Next time you're heaving snow from your sidewalk, consider this (or maybe not): If you lived in Shoreview, Bloomington, Golden Valley or a handful of other metro suburbs, the city would do it for you.
That's just how it's been done for years, in many cases, and city officials say the service will continue, despite shrinking budgets and weather strains like the hellacious snow and ice the metro area has gotten over the past month.
Part of that is a commitment to safety and walkability, and part of it's about maintaining a service residents have come to expect.
Mark Maloney, Shoreview's public works director, is vice president of the Minnesota Public Works Association. When sidewalk snow removal was referred to as an "amenity" in a recent conversation, he begged to differ. He noted that the miles of trails and sidewalks in his city have increased by 25 percent during his 15-year tenure and that surveys have shown that residents value well-maintained sidewalks and trails they can use to get around without getting into their cars.

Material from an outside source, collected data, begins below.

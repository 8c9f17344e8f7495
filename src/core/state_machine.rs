use crate::models::punch::PunchRecord;
use crate::models::punch_kind::{Category, PunchKind};

/// The punch the ledger is waiting for.
#[derive(Debug, Clone, Copy, PartialEq, Eq)]
pub struct NextAction {
    pub kind: PunchKind,
    pub category: Category,
}

impl NextAction {
    fn of(kind: PunchKind) -> Self {
        Self {
            kind,
            category: kind.category(),
        }
    }
}

/// Next required punch given the history so far (oldest first).
///
/// The history is trusted: whatever kind comes last decides the next one.
pub fn next_action(records: &[PunchRecord]) -> NextAction {
    match records.last() {
        None => NextAction::of(PunchKind::Entry),
        Some(last) if last.kind == PunchKind::Exit => NextAction::of(PunchKind::Entry),
        Some(last) => NextAction::of(last.kind.successor()),
    }
}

"In this community, it is not an amenity; in this community [sidewalks] are something that is considered essential for quality of life," he said.
So if residential service is considered essential in Shoreview, why isn't it offered in Minneapolis or St. Paul, where homeowners must clear their own sidewalks? For starters, consider scale. In Minneapolis, 2,000 miles of sidewalks line both sides of almost every city street, while in St. Paul the total is 1,007. Shoreview has 65 miles, most of it along major thoroughfares, not residential areas. In the core cities, the public works departments do clear sidewalks around municipal properties.
While Shoreview's sidewalk snow-removal budget is $55,000 a year, and Bloomington's is $150,000 for 250 sidewalk miles, comprehensive sidewalk clearing would pile about $3 million onto Minneapolis' $7 million snow-removal budget, said Mike Kennedy, the city's director of transportation, maintenance and repair. Even so, service would take 5 to 10 days, compared with the current everybody-chips-in system that is meant to result in relatively clear sidewalks within 24 hours after snow's end.
"It's about cost and livability," Kennedy said, "and a lot of it is about culture. The culture in Minneapolis has always been that way, that residents are responsible for their sidewalks. So they have always done it."